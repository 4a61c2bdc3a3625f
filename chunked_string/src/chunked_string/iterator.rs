// Copyright (c) 2025 R3BL LLC. Licensed under Apache License, Version 2.0.

use std::{iter::FusedIterator, slice};

use super::ChunkedStringN;
use crate::Block;

impl<const N: usize> ChunkedStringN<N> {
    /// Iterate the blocks of the chain, starting w/ the head.
    #[must_use]
    pub fn blocks(&self) -> Blocks<'_, N> {
        Blocks {
            current: Some(self.head()),
        }
    }

    /// Iterate the units of the sequence, in order.
    #[must_use]
    pub fn chars(&self) -> Chars<'_, N> { Chars::new(self.blocks(), &[]) }

    /// Iterate the units starting at `start`. Whole blocks before `start` are skipped w/out
    /// visiting their units.
    pub(crate) fn chars_from(&self, start: usize) -> Chars<'_, N> {
        let mut blocks = self.blocks();
        let mut offset = 0;
        loop {
            let Some(block) = blocks.next() else {
                return Chars::new(blocks, &[]);
            };
            let count = block.len();
            if start < offset + count {
                return Chars::new(blocks, &block.as_slice()[start - offset..]);
            }
            offset += count;
        }
    }
}

#[derive(Debug, Clone)]
pub struct Blocks<'a, const N: usize> {
    current: Option<&'a Block<N>>,
}

impl<'a, const N: usize> Iterator for Blocks<'a, N> {
    type Item = &'a Block<N>;

    fn next(&mut self) -> Option<Self::Item> {
        let block = self.current?;
        self.current = block.next();
        Some(block)
    }
}

impl<const N: usize> FusedIterator for Blocks<'_, N> {}

#[derive(Debug, Clone)]
pub struct Chars<'a, const N: usize> {
    blocks: Blocks<'a, N>,
    units: slice::Iter<'a, char>,
}

impl<'a, const N: usize> Chars<'a, N> {
    fn new(blocks: Blocks<'a, N>, units: &'a [char]) -> Self {
        Self {
            blocks,
            units: units.iter(),
        }
    }
}

impl<const N: usize> Iterator for Chars<'_, N> {
    type Item = char;

    fn next(&mut self) -> Option<Self::Item> {
        loop {
            if let Some(ch) = self.units.next() {
                return Some(*ch);
            }
            self.units = self.blocks.next()?.as_slice().iter();
        }
    }
}

impl<const N: usize> FusedIterator for Chars<'_, N> {}

/// This implementation allows the sequence to be used in a for loop directly.
impl<'a, const N: usize> IntoIterator for &'a ChunkedStringN<N> {
    type Item = char;
    type IntoIter = Chars<'a, N>;

    fn into_iter(self) -> Self::IntoIter { self.chars() }
}

#[cfg(test)]
mod tests {
    use pretty_assertions::assert_eq;

    use super::*;

    fn spliced() -> ChunkedStringN<3> {
        let mut it = ChunkedStringN::<3>::from("abcd");
        it.append_str("ef");
        it.append_str("ghij");
        it
    }

    #[test]
    fn test_blocks_in_chain_order() {
        let it = spliced();
        let blocks: Vec<Vec<char>> =
            it.blocks().map(|block| block.as_slice().to_vec()).collect();
        assert_eq!(
            blocks,
            vec![
                vec!['a', 'b', 'c'],
                vec!['d'],
                vec!['e', 'f'],
                vec!['g', 'h', 'i'],
                vec!['j'],
            ]
        );
    }

    #[test]
    fn test_chars_and_for_loop() {
        let it = spliced();
        assert_eq!(it.chars().collect::<String>(), "abcdefghij");

        let mut acc = String::new();
        for ch in &it {
            acc.push(ch);
        }
        assert_eq!(acc, "abcdefghij");
    }

    #[test]
    fn test_chars_from() {
        let it = spliced();
        for start in 0..=it.len() {
            let expected: String = "abcdefghij".chars().skip(start).collect();
            assert_eq!(it.chars_from(start).collect::<String>(), expected);
        }
        assert_eq!(it.chars_from(100).next(), None);
    }

    #[test]
    fn test_chars_on_empty() {
        let it = ChunkedStringN::<3>::new();
        assert_eq!(it.chars().next(), None);
        assert_eq!(it.blocks().count(), 1);
    }
}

Your objective:
Return all lines from the data above with "count" in them.

Answer to this exercise:
            let count = block.len();
            if start < offset + count {
            offset += count;
        assert_eq!(it.blocks().count(), 1);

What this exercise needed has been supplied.